Design a class to find the kth largest element in a stream. Note that it is the kth largest element in the sorted order, not the kth distinct element. Your KthLargest class will have a constructor which accepts an integer k and an integer array nums, which contains initial elements from the stream. For each call to the method KthLargest.add, return the element representing the kth largest element in the stream. Example: int k = 3;
int[] arr = [4,5,8,2];
KthLargest kthLargest = new KthLargest(3, arr);
kthLargest.add(3); // returns 4
kthLargest.add(5); // returns 5
kthLargest.add(10); // returns 5
kthLargest.add(9); // returns 8
kthLargest.add(4); // returns 8
Note:
You may assume that nums' length ≥ k-1 and k ≥ 1.

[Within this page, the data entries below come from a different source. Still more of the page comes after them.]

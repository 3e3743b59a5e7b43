//! Per-asset async update loop.
//!
//! One runner task per tracked asset. Each loop is single-threaded: ticks,
//! book updates, order notifications, and timer events are processed
//! strictly in arrival order, with the latest-value boards guaranteeing that
//! superseded market data is never replayed. Cross-asset state is read-only
//! here except the risk ledger, which serializes internally.

use std::collections::HashMap;
use std::path::PathBuf;
use std::sync::Arc;

use chrono::{DateTime, Utc};
use tokio::sync::{mpsc, watch};
use tokio::time::{sleep, Duration as TokioDuration, Instant};
use tracing::{debug, info, warn};

use crate::domain::{Asset, MarketBook, MarketId, Tick, VolSnapshot, WindowState};
use crate::engine::machine::{MachineConfig, Update, WindowMachine};
use crate::port::{MarketDiscovery, OrderGateway, OrderUpdate, Resolution};
use crate::risk::RiskLedger;
use crate::service::event::EngineEvent;

/// Latest tick per asset, published by the feed pump.
pub type PriceBoard = HashMap<Asset, Tick>;
/// Latest vol snapshot per asset.
pub type VolBoard = HashMap<Asset, VolSnapshot>;
/// Latest book per market.
pub type BookBoard = HashMap<MarketId, MarketBook>;

/// Runner pacing knobs, shared across assets.
#[derive(Debug, Clone)]
pub struct RunnerConfig {
    /// Order submission and fill confirmation deadline.
    pub order_deadline_secs: u64,
    /// Backoff when discovery has nothing listed for the asset.
    pub discovery_retry_secs: u64,
    /// How long to poll for a venue resolution after the close.
    pub settle_grace_secs: u64,
}

impl Default for RunnerConfig {
    fn default() -> Self {
        Self {
            order_deadline_secs: 10,
            discovery_retry_secs: 15,
            settle_grace_secs: 5,
        }
    }
}

/// The per-asset update loop and its collaborators.
pub struct AssetRunner {
    pub asset: Asset,
    pub machine_cfg: MachineConfig,
    pub runner_cfg: RunnerConfig,
    pub ledger: Arc<RiskLedger>,
    pub discovery: Arc<dyn MarketDiscovery>,
    pub gateway: Arc<dyn OrderGateway>,
    pub price_rx: watch::Receiver<PriceBoard>,
    pub vol_rx: watch::Receiver<VolBoard>,
    pub book_rx: watch::Receiver<BookBoard>,
    /// Book subscription requests toward the feed pump.
    pub subscribe_tx: mpsc::Sender<(Asset, Vec<MarketId>)>,
    pub events_tx: mpsc::Sender<EngineEvent>,
    pub state: Arc<crate::app::AppState>,
    pub data_dir: PathBuf,
}

impl AssetRunner {
    /// Run window lifecycles for this asset until the process shuts down.
    pub async fn run(mut self) {
        let mut machine = WindowMachine::new(
            self.asset.clone(),
            self.machine_cfg.clone(),
            self.ledger.clone(),
        );
        let mut not_before = Utc::now();

        info!(asset = %self.asset, "asset lifecycle started");

        loop {
            if self.is_paused() {
                debug!(asset = %self.asset, "paused, skipping window");
                sleep(TokioDuration::from_secs(5)).await;
                continue;
            }

            let spec = match self.discovery.next_window(&self.asset, not_before).await {
                Ok(Some(spec)) => spec,
                Ok(None) => {
                    debug!(asset = %self.asset, "no window listed, retrying");
                    sleep(TokioDuration::from_secs(self.runner_cfg.discovery_retry_secs)).await;
                    continue;
                }
                Err(e) => {
                    warn!(asset = %self.asset, error = %e, "window discovery failed");
                    sleep(TokioDuration::from_secs(self.runner_cfg.discovery_retry_secs)).await;
                    continue;
                }
            };

            let market_id = spec.market_id.clone();
            let expires_at = spec.expires_at();

            if self
                .subscribe_tx
                .send((self.asset.clone(), vec![market_id.clone()]))
                .await
                .is_err()
            {
                warn!(asset = %self.asset, "subscription channel closed, stopping");
                return;
            }

            sleep_until_utc(spec.opens_at).await;

            let now = Utc::now();
            let spot = self.price_rx.borrow().get(&self.asset).cloned();
            let update = machine.open_window(spec, spot.as_ref(), now);
            self.publish(&mut machine, update, now).await;

            if machine.state() == WindowState::Idle {
                warn!(asset = %self.asset, "no spot price at window open, skipping");
                not_before = expires_at;
                continue;
            }

            self.monitor_window(&mut machine, &market_id, expires_at)
                .await;

            if machine.state() != WindowState::Settled {
                let resolution = self.await_resolution(&machine, &market_id).await;
                let now = Utc::now();
                let final_spot = self
                    .price_rx
                    .borrow()
                    .get(&self.asset)
                    .map(|tick| tick.price);
                let update = machine.on_expiry(resolution.as_ref(), final_spot, now);
                self.publish(&mut machine, update, now).await;
            }

            machine.reset();
            not_before = expires_at;
        }
    }

    /// Select over market data, order notifications, the order deadline, and
    /// window expiry until the window is over.
    async fn monitor_window(
        &mut self,
        machine: &mut WindowMachine,
        market_id: &MarketId,
        expires_at: DateTime<Utc>,
    ) {
        let (order_tx, mut order_rx) = mpsc::channel::<OrderUpdate>(16);
        let mut order_deadline: Option<Instant> = None;

        // Fresh receiver handles so the select arms don't contend over self.
        let mut price_rx = self.price_rx.clone();
        let mut vol_rx = self.vol_rx.clone();
        let mut book_rx = self.book_rx.clone();

        loop {
            if machine.state() == WindowState::Settled {
                return;
            }
            let now = Utc::now();
            if now >= expires_at {
                return;
            }

            let deadline_fires = deadline_future(order_deadline);
            tokio::select! {
                res = price_rx.changed() => {
                    if res.is_err() {
                        return;
                    }
                }
                res = vol_rx.changed() => {
                    if res.is_err() {
                        return;
                    }
                }
                res = book_rx.changed() => {
                    if res.is_err() {
                        return;
                    }
                }
                notice = order_rx.recv() => {
                    if let Some(notice) = notice {
                        let now = Utc::now();
                        let update = machine.on_order_update(notice, now);
                        self.publish(machine, update, now).await;
                        if machine.state() != WindowState::Executing {
                            order_deadline = None;
                        }
                    }
                    continue;
                }
                () = deadline_fires => {
                    let now = Utc::now();
                    let update =
                        machine.on_order_deadline(self.runner_cfg.order_deadline_secs, now);
                    self.publish(machine, update, now).await;
                    order_deadline = None;
                    continue;
                }
                () = sleep_until_utc(expires_at) => {
                    return;
                }
            }

            // One fused evaluation per wakeup, on the latest boards.
            let now = Utc::now();
            let tick = price_rx.borrow().get(&self.asset).cloned();
            let vol = vol_rx.borrow().get(&self.asset).cloned();
            let book = book_rx.borrow().get(market_id).copied();

            let update = machine.on_market_data(tick.as_ref(), vol.as_ref(), book.as_ref(), now);
            let order = update.order.clone();
            self.publish(machine, update, now).await;

            if let Some(order) = order {
                order_deadline = Some(
                    Instant::now()
                        + TokioDuration::from_secs(self.runner_cfg.order_deadline_secs),
                );
                if let Err(e) = self.gateway.submit(order.clone(), order_tx.clone()).await {
                    let now = Utc::now();
                    let update = machine.on_order_update(
                        OrderUpdate::Rejected {
                            trade_id: order.trade_id,
                            reason: e.to_string(),
                        },
                        now,
                    );
                    self.publish(machine, update, now).await;
                    order_deadline = None;
                }
            }
        }
    }

    /// Poll discovery for the venue's resolution, bounded by the grace
    /// period. Only worth waiting for when a position is actually held.
    async fn await_resolution(
        &self,
        machine: &WindowMachine,
        market_id: &MarketId,
    ) -> Option<Resolution> {
        if machine.state() != WindowState::Filled {
            return None;
        }
        let deadline = Instant::now() + TokioDuration::from_secs(self.runner_cfg.settle_grace_secs);
        loop {
            match self.discovery.resolution(market_id).await {
                Ok(Some(resolution)) => return Some(resolution),
                Ok(None) => {}
                Err(e) => {
                    warn!(asset = %self.asset, error = %e, "resolution lookup failed");
                }
            }
            if Instant::now() >= deadline {
                return None;
            }
            sleep(TokioDuration::from_secs(1)).await;
        }
    }

    /// Fan out machine output: events to the emitter, settled trades to the
    /// shared trade log, and the window snapshot to the status surface.
    async fn publish(&self, machine: &mut WindowMachine, update: Update, now: DateTime<Utc>) {
        for event in update.events {
            if self.events_tx.send(event).await.is_err() {
                debug!(asset = %self.asset, "event channel closed");
            }
        }
        if let Some(trade) = update.settled {
            self.state.record_settled(&trade);
        }
        if let Some(status) = machine.status(now) {
            self.state.set_window(&self.asset, status);
        }
    }

    fn is_paused(&self) -> bool {
        self.data_dir.join("pause.flag").exists()
    }
}

/// Sleep until a wall-clock timestamp; returns immediately if it has passed.
async fn sleep_until_utc(target: DateTime<Utc>) {
    let now = Utc::now();
    if target <= now {
        return;
    }
    let millis = (target - now).num_milliseconds().max(0) as u64;
    sleep(TokioDuration::from_millis(millis)).await;
}

/// Resolves when the order deadline fires; pends forever when none is armed.
async fn deadline_future(deadline: Option<Instant>) {
    match deadline {
        Some(at) => tokio::time::sleep_until(at).await,
        None => std::future::pending::<()>().await,
    }
}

遍历数组时将数字加入优先队列(堆),一旦堆的大小大于k就将堆顶元素去除,确保堆的大小为k。遍历完后堆顶就是返回值。
class KthLargest {
PriorityQueue <Integer> pq;
int size;
public KthLargest(int k, int[] nums) {
this.pq = new PriorityQueue<>();
this.size = k;
for(int num : nums){
add(num);
}
} public int add(int val) {
pq.offer(val);
if(pq.size() > this.size){
pq.poll();
}
return pq.peek();
}
} /**
* Your KthLargest object will be instantiated and called as such:
* KthLargest obj = new KthLargest(k, nums);
* int param_1 = obj.add(val);
*/